Sunday, August 2, 2015

Cannae - GÖTTERDÄMMERUNG

Yesterday we discussed the setting of the stage for one of the truly epic battles in human history, the Battle of Cannae.  The battle occurred on this date in 216 BC, but the runup to the battle had been going on for two years.  Indeed, before Hannibal actually calls it a day and leaves Italy, it will be 201 BC.  Hannibal will have had an army in Roman lands for 15 years before he leaves and had it deployed for 17 years.  Not bad generalship, I'd say.

 In any case, he has administered severe defeats to the Romans at the battles of Trebia and Lake Trasimine effectively destroying most of the existing Roman Army.  The capture of military equipment at Lake Trasimine was so great, that the Carthaginian Army sold the equipment they couldn't use to Egyptian traders who then sold it back to the Romans.

In a further dimension of generalship, prisoners were sorted Roman/Non-Roman.  The Roman prisoners were held for ransom while the Non-Romans were released to spread the propaganda that Hannibal and the Carthaginians were fighting the Romans for those peoples freedom as well as their own.

The Romans have engaged in attrition warfare for another year when Hannibal determines a method of forcing a battle.  He seizes the Roman supply depot in Cannae, cutting the Romans off from a critical source of supplies.

The Roman Senate has had enough of the attrition warfare strategy and, as mentioned yesterday, appointed two people to command their newly formed and not well trained army.  After a two day march, they arrive in the vicinity of Cannae and set up camp.
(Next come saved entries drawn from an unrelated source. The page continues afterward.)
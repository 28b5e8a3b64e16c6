//! Loose-object store on the local filesystem.
//!
//! Layout: `<root>/<first 2 hex>/<remaining 62 hex>`. Each file holds a
//! one-byte [`ObjectKind`] tag followed by the object body. With compression
//! enabled the whole file is a zstd frame.

use std::fs;
use std::io::{self, Write};
use std::path::{Path, PathBuf};

use ovl_types::ObjectId;
use tempfile::NamedTempFile;
use tracing::trace;

use crate::error::{StoreError, StoreResult};
use crate::object::{ObjectKind, StoredObject};
use crate::traits::ObjectStore;

/// Filesystem-backed [`ObjectStore`].
///
/// Objects are written to a temporary file next to their final location and
/// renamed into place, so a concurrent reader sees either nothing or the
/// complete object. Every read re-hashes the content.
#[derive(Debug)]
pub struct FsObjectStore {
    root: PathBuf,
    compression: Option<i32>,
}

impl FsObjectStore {
    /// Open (or create) an object directory.
    ///
    /// `compression` is a zstd level; `None` stores objects uncompressed.
    pub fn open(root: &Path, compression: Option<i32>) -> StoreResult<Self> {
        fs::create_dir_all(root)?;
        Ok(Self {
            root: root.to_path_buf(),
            compression,
        })
    }

    /// The object directory.
    pub fn root(&self) -> &Path {
        &self.root
    }

    fn object_path(&self, id: &ObjectId) -> PathBuf {
        let hex = id.to_hex();
        self.root.join(&hex[..2]).join(&hex[2..])
    }

    fn encode(&self, object: &StoredObject) -> StoreResult<Vec<u8>> {
        let mut raw = Vec::with_capacity(object.data.len() + 1);
        raw.push(object.kind.tag());
        raw.extend_from_slice(&object.data);
        match self.compression {
            Some(level) => Ok(zstd::encode_all(raw.as_slice(), level)?),
            None => Ok(raw),
        }
    }

    fn decode(&self, id: &ObjectId, bytes: Vec<u8>) -> StoreResult<StoredObject> {
        let raw = match self.compression {
            Some(_) => zstd::decode_all(bytes.as_slice())?,
            None => bytes,
        };
        let (tag, body) = raw.split_first().ok_or_else(|| StoreError::CorruptObject {
            id: *id,
            reason: "empty object file".into(),
        })?;
        let kind = ObjectKind::from_tag(*tag).ok_or_else(|| StoreError::CorruptObject {
            id: *id,
            reason: format!("unknown kind tag {tag:#04x}"),
        })?;
        let object = StoredObject::new(kind, body.to_vec());
        let computed = object.compute_id();
        if computed != *id {
            return Err(StoreError::HashMismatch { id: *id, computed });
        }
        Ok(object)
    }
}

impl ObjectStore for FsObjectStore {
    fn read(&self, id: &ObjectId) -> StoreResult<Option<StoredObject>> {
        match fs::read(self.object_path(id)) {
            Ok(bytes) => self.decode(id, bytes).map(Some),
            Err(e) if e.kind() == io::ErrorKind::NotFound => Ok(None),
            Err(e) => Err(e.into()),
        }
    }

    fn write(&self, object: &StoredObject) -> StoreResult<ObjectId> {
        let id = object.compute_id();
        if id.is_null() {
            return Err(StoreError::NullObjectId);
        }
        let path = self.object_path(&id);
        if path.try_exists()? {
            return Ok(id);
        }
        let dir = path
            .parent()
            .ok_or_else(|| StoreError::Io(io::Error::other("object path has no parent")))?;
        fs::create_dir_all(dir)?;

        let encoded = self.encode(object)?;
        let mut tmp = NamedTempFile::new_in(dir)?;
        tmp.write_all(&encoded)?;
        tmp.as_file().sync_all()?;
        tmp.persist(&path).map_err(|e| StoreError::Io(e.error))?;

        trace!(id = %id.short_hex(), kind = %object.kind, size = object.size, "object written");
        Ok(id)
    }

    fn exists(&self, id: &ObjectId) -> StoreResult<bool> {
        Ok(self.object_path(id).try_exists()?)
    }
}
use std::path::PathBuf;

use clap::{Args, Parser, Subcommand};

#[derive(Parser)]
#[command(
    name = "ovl",
    about = "Overlay commit-merge engine for filesystem trees",
    version
)]
pub struct Cli {
    #[command(subcommand)]
    pub command: Command,

    #[arg(short, long, global = true)]
    pub verbose: bool,

    #[arg(long, global = true, default_value = "text")]
    pub format: OutputFormat,
}

#[derive(Clone, Copy, Debug, PartialEq, Eq, clap::ValueEnum)]
pub enum OutputFormat {
    Text,
    Json,
}

#[derive(Subcommand)]
pub enum Command {
    /// Create a new repository
    Init(InitArgs),
    /// Commit a directory to a branch
    Commit(CommitArgs),
    /// Check a commit out into a directory
    Checkout(CheckoutArgs),
    /// Resolve a branch or commit id
    RevParse(RevParseArgs),
    /// List a directory of a commit
    Ls(LsArgs),
    /// List branches
    Branches(RepoArgs),
    /// Merge changes directories onto a base and commit the result
    Union(UnionArgs),
}

impl Command {
    pub fn name(&self) -> &'static str {
        match self {
            Self::Init(_) => "init",
            Self::Commit(_) => "commit",
            Self::Checkout(_) => "checkout",
            Self::RevParse(_) => "rev-parse",
            Self::Ls(_) => "ls",
            Self::Branches(_) => "branches",
            Self::Union(_) => "union",
        }
    }
}

#[derive(Args)]
pub struct RepoArgs {
    /// Repository directory
    #[arg(long)]
    pub repo: PathBuf,
}

#[derive(Args)]
pub struct InitArgs {
    pub path: PathBuf,
    /// Store objects uncompressed
    #[arg(long)]
    pub bare: bool,
}

#[derive(Args)]
pub struct CommitArgs {
    #[command(flatten)]
    pub repo: RepoArgs,
    #[arg(short, long)]
    pub branch: String,
    pub dir: PathBuf,
    #[arg(long)]
    pub subject: Option<String>,
    #[arg(long)]
    pub body: Option<String>,
}

#[derive(Args)]
pub struct CheckoutArgs {
    #[command(flatten)]
    pub repo: RepoArgs,
    pub rev: String,
    /// Existing target directory
    pub dir: PathBuf,
    /// Apply whiteouts instead of writing them out
    #[arg(long)]
    pub whiteouts: bool,
}

#[derive(Args)]
pub struct RevParseArgs {
    #[command(flatten)]
    pub repo: RepoArgs,
    pub rev: String,
}

#[derive(Args)]
pub struct LsArgs {
    #[command(flatten)]
    pub repo: RepoArgs,
    pub rev: String,
    #[arg(default_value = "/")]
    pub path: String,
    /// List recursively
    #[arg(short = 'R', long)]
    pub recursive: bool,
}

#[derive(Args)]
pub struct UnionArgs {
    #[command(flatten)]
    pub repo: RepoArgs,
    /// Scratch root; its changes, splash, dt and kernel subdirectories are
    /// merged first, in that order, when present
    #[arg(long, default_value = ".")]
    pub storage: PathBuf,
    /// Base branch or commit id
    #[arg(long, default_value = "base")]
    pub base: String,
    /// Additional changes directory, applied in order
    #[arg(long = "changes-directory")]
    pub changes_dirs: Vec<PathBuf>,
    /// Commit subject; defaults to "ovl union <timestamp>"
    #[arg(long)]
    pub subject: Option<String>,
    #[arg(long)]
    pub body: Option<String>,
    /// Branch to commit the result to
    pub branch: String,
}
//! Overlay commit-merge engine.
//!
//! Folds a directory of local edits, including whiteout deletion markers,
//! back into a content-addressed history of filesystem trees:
//!
//! 1. commit the edits to an isolated branch;
//! 2. check the base commit out into a fresh scratch directory (union mode);
//! 3. check the isolated branch out on top, applying whiteouts;
//! 4. commit the scratch directory under the final branch.
//!
//! The scratch directory never outlives the call, and a failed step leaves
//! no branch pointing at a partial commit.
//!
//! ```no_run
//! use std::path::Path;
//!
//! let commit = ovl_merge::union_changes(
//!     Path::new("/work/storage"),
//!     Path::new("/work/storage/changes"),
//!     Path::new("/work/storage/repo"),
//!     "custom",
//! )?;
//! println!("{commit}");
//! # Ok::<(), ovl_merge::MergeError>(())
//! ```

pub mod config;
pub mod error;
pub mod scratch;
pub mod union;

use std::path::Path;

use ovl_repo::Repo;
use ovl_types::ObjectId;

pub use config::MergeConfig;
pub use error::{ErrorKind, MergeError, MergeResult};
pub use scratch::ScratchDir;
pub use union::{commit_directory, UnionMerger};

/// Merge `edits_dir` onto the `base` branch of the repository at
/// `store_location`, committing the result as `final_branch`.
///
/// The scratch directory is created inside `storage_dir`, which must exist
/// and must not be used by another merge at the same time.
pub fn union_changes(
    storage_dir: &Path,
    edits_dir: &Path,
    store_location: &Path,
    final_branch: &str,
) -> MergeResult<ObjectId> {
    union_changes_with(
        storage_dir,
        &[edits_dir],
        store_location,
        final_branch,
        MergeConfig::default(),
    )
}

/// [`union_changes`] with several edit layers and explicit configuration.
pub fn union_changes_with<P: AsRef<Path>>(
    storage_dir: &Path,
    layers: &[P],
    store_location: &Path,
    final_branch: &str,
    config: MergeConfig,
) -> MergeResult<ObjectId> {
    let repo = Repo::open(store_location).map_err(|e| {
        MergeError::from_repo(
            format!("cannot open repository {}", store_location.display()),
            e,
        )
    })?;
    let base_ref = config.base_ref.clone();
    UnionMerger::new(&repo, storage_dir)
        .with_config(config)
        .merge_layers(&base_ref, layers, final_branch, |_| {})
}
On August 1st, Hannibal "offers battle", which the General of the Day, in this case Paullus, declines.  Now, I really don't understand that terminology, "offers battle".  So, I referred to my old blogging buddy, Mr. Google, who referred me to a document from my past called "On War" by Carl Von Clausewitz who said
"Now as their armies regularly entrenched themselves in their camps, therefore the position in a camp was regarded as something unassailable, and a battle did not become possible until the enemy left his camp, and placed himself in a practicable country, as it were entered the lists."
I think what Carl, (having been forced to read On War in its entirety at SAMS, I feel sufficiently familiar to refer to him by his first name) was trying to say is Hannibal came out of his locker room onto the playing field wanting to get the game started.  The Roman team however stayed in the locker room.  Because the camps were heavily fortified, attacking them was too costly.

Denied Battle, Hannibal decides to stack the deck in his favor by dispatching his Stetson wearers to harass the troops fetching water.  Reports on Roman troop strength reach as high as an unsubstantiated 100,000.  It's August in Southern Italy.  Water is important.

 Staging of forces

August 2nd, Varro will be the General of the Day.  A much more aggressive General (the USAF would say "all velocity, no vector"), he decides to fight and deploys his forces in three long ranks and starts them marching towards Hannibal's forces.

Hannibal has his forces aligned in a V shaped formation with his least reliable infantry at the point of the V closest to the Romans and the Stetson wearers on the outer flanks.


As the forces come together, the Stetson Wearers engage and the Carthaginian Cavalry dominates.  As such they patrol the flanks, keeping the Romans from spreading out and gaining battle space.   

Shortly after the center of the Roman line engages the Carthaginian center, Hannibal gives the signal to begin a slow withdrawal.  As the Carthaginians retreat, the Romans are led to believe that they are winning and continue the advance.  

Protected by the Carthaginian Cavalry, the Carthaginian line begins to widen around the flanks of the Romans.

At this point, the Gaul and Iberian Cavalry have defeated  the Roman Cavalry on the Roman Right and race around the back of the Roman ranks surrounding and destroying the Roman Cavalry engaged with the Numidians.





At this point, the Romans are surrounded. Though the battle was not over, it was lost.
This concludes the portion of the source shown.